§ WORK ITEM
Return, from the data below, each line that contains the word "args".

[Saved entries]

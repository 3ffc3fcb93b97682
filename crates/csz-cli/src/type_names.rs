//! Type names as fixture files spell them: `int`, `List<int>`, `int[,]`,
//! `string?`, `App.Bag<T>`, `Lock.Scope`.
//!
//! Keywords and type parameters in scope win, then declared types, then the
//! core library's well-known types by short or namespace-qualified name.

use csz_solver::class_hierarchy::is_value_type;
use csz_solver::types::IntrinsicKind;
use csz_solver::{DefId, TypeDatabase, TypeId, WellKnownType};
use rustc_hash::FxHashMap;
use std::collections::hash_map::Entry;
use thiserror::Error;

#[derive(Debug, Error, PartialEq, Eq)]
pub enum TypeNameError {
    #[error("unexpected {found} at offset {offset} in type name '{text}'")]
    Unexpected {
        text: String,
        offset: usize,
        found: String,
    },
    #[error("unknown type '{name}' with {arity} type argument(s)")]
    Unknown { name: String, arity: usize },
    #[error("type '{0}' is declared twice")]
    Duplicate(String),
}

/// Declared types by dotted name and generic arity.
#[derive(Debug, Default)]
pub struct TypeNames {
    defs: FxHashMap<(String, usize), DefId>,
}

impl TypeNames {
    pub fn new() -> Self {
        Self::default()
    }

    pub fn register(&mut self, name: &str, arity: usize, def: DefId) -> Result<(), TypeNameError> {
        match self.defs.entry((name.to_string(), arity)) {
            Entry::Occupied(_) => Err(TypeNameError::Duplicate(name.to_string())),
            Entry::Vacant(slot) => {
                slot.insert(def);
                Ok(())
            }
        }
    }

    pub fn get(&self, name: &str, arity: usize) -> Option<DefId> {
        self.defs.get(&(name.to_string(), arity)).copied()
    }
}

pub struct TypeResolver<'a> {
    db: &'a dyn TypeDatabase,
    names: &'a TypeNames,
    params: FxHashMap<String, TypeId>,
}

impl<'a> TypeResolver<'a> {
    pub fn new(db: &'a dyn TypeDatabase, names: &'a TypeNames) -> Self {
        Self {
            db,
            names,
            params: FxHashMap::default(),
        }
    }

    /// Bring type parameters into scope.
    pub fn with_params(mut self, params: impl IntoIterator<Item = (String, TypeId)>) -> Self {
        self.params.extend(params);
        self
    }

    pub fn resolve(&self, text: &str) -> Result<TypeId, TypeNameError> {
        let mut cursor = Cursor { text, pos: 0 };
        let ty = self.parse_type(&mut cursor)?;
        cursor.skip_ws();
        if cursor.pos < text.len() {
            return Err(cursor.unexpected());
        }
        Ok(ty)
    }

    fn parse_type(&self, cursor: &mut Cursor<'_>) -> Result<TypeId, TypeNameError> {
        let name = cursor.dotted_name()?;
        let mut args = Vec::new();
        if cursor.eat('<') {
            loop {
                args.push(self.parse_type(cursor)?);
                if !cursor.eat(',') {
                    break;
                }
            }
            cursor.expect('>')?;
        }

        let mut ty = self.named(&name, &args)?;
        loop {
            if cursor.eat('[') {
                let mut rank = 1u8;
                while cursor.eat(',') {
                    rank += 1;
                }
                cursor.expect(']')?;
                ty = self.db.array(ty, rank);
            } else if cursor.eat('?') {
                ty = if is_value_type(self.db, ty) {
                    self.db.nullable(ty)
                } else {
                    self.db.nullable_ref(ty)
                };
            } else {
                return Ok(ty);
            }
        }
    }

    fn named(&self, name: &str, args: &[TypeId]) -> Result<TypeId, TypeNameError> {
        if args.is_empty() {
            if let Some(kind) = IntrinsicKind::from_keyword(name) {
                return Ok(kind.type_id());
            }
            if let Some(&ty) = self.params.get(name) {
                return Ok(ty);
            }
        }
        if let Some(def) = self.names.get(name, args.len()) {
            return Ok(self.db.named(def, args));
        }
        WellKnownType::ALL
            .into_iter()
            .find(|&tag| matches_well_known(tag, name, args.len()))
            .and_then(|tag| self.db.well_known_type(tag, args))
            .ok_or_else(|| TypeNameError::Unknown {
                name: name.to_string(),
                arity: args.len(),
            })
    }
}

/// `List`, `System.Collections.Generic.List` and `Lock.Scope` all name
/// their well-known type.
fn matches_well_known(tag: WellKnownType, name: &str, arity: usize) -> bool {
    let (namespace, metadata_name, expected_arity) = tag.metadata_name();
    if arity != expected_arity {
        return false;
    }
    let short = metadata_name.replace('+', ".");
    name == short
        || name
            .strip_prefix(namespace)
            .and_then(|rest| rest.strip_prefix('.'))
            == Some(short.as_str())
}

struct Cursor<'t> {
    text: &'t str,
    pos: usize,
}

impl<'t> Cursor<'t> {
    fn peek(&self) -> Option<char> {
        self.text[self.pos..].chars().next()
    }

    fn skip_ws(&mut self) {
        while let Some(c) = self.peek() {
            if !c.is_whitespace() {
                break;
            }
            self.pos += c.len_utf8();
        }
    }

    fn eat(&mut self, expected: char) -> bool {
        self.skip_ws();
        if self.peek() == Some(expected) {
            self.pos += expected.len_utf8();
            true
        } else {
            false
        }
    }

    fn expect(&mut self, expected: char) -> Result<(), TypeNameError> {
        if self.eat(expected) {
            Ok(())
        } else {
            Err(self.unexpected())
        }
    }

    fn ident(&mut self) -> Result<&'t str, TypeNameError> {
        self.skip_ws();
        let start = self.pos;
        while let Some(c) = self.peek() {
            if !(c.is_alphanumeric() || c == '_') {
                break;
            }
            self.pos += c.len_utf8();
        }
        if start == self.pos {
            return Err(self.unexpected());
        }
        Ok(&self.text[start..self.pos])
    }

    fn dotted_name(&mut self) -> Result<String, TypeNameError> {
        let mut name = self.ident()?.to_string();
        while self.eat('.') {
            name.push('.');
            name.push_str(self.ident()?);
        }
        Ok(name)
    }

    fn unexpected(&self) -> TypeNameError {
        let found = match self.peek() {
            Some(c) => format!("'{c}'"),
            None => "end of input".to_string(),
        };
        TypeNameError::Unexpected {
            text: self.text.to_string(),
            offset: self.pos,
            found,
        }
    }
}

#[cfg(test)]
#[path = "../tests/type_names_tests.rs"]
mod tests;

§ YOUR RESPONSE
        let mut args = Vec::new();
                args.push(self.parse_type(cursor)?);
        let mut ty = self.named(&name, &args)?;
    fn named(&self, name: &str, args: &[TypeId]) -> Result<TypeId, TypeNameError> {
        if args.is_empty() {
        if let Some(def) = self.names.get(name, args.len()) {
            return Ok(self.db.named(def, args));
            .find(|&tag| matches_well_known(tag, name, args.len()))
            .and_then(|tag| self.db.well_known_type(tag, args))
                arity: args.len(),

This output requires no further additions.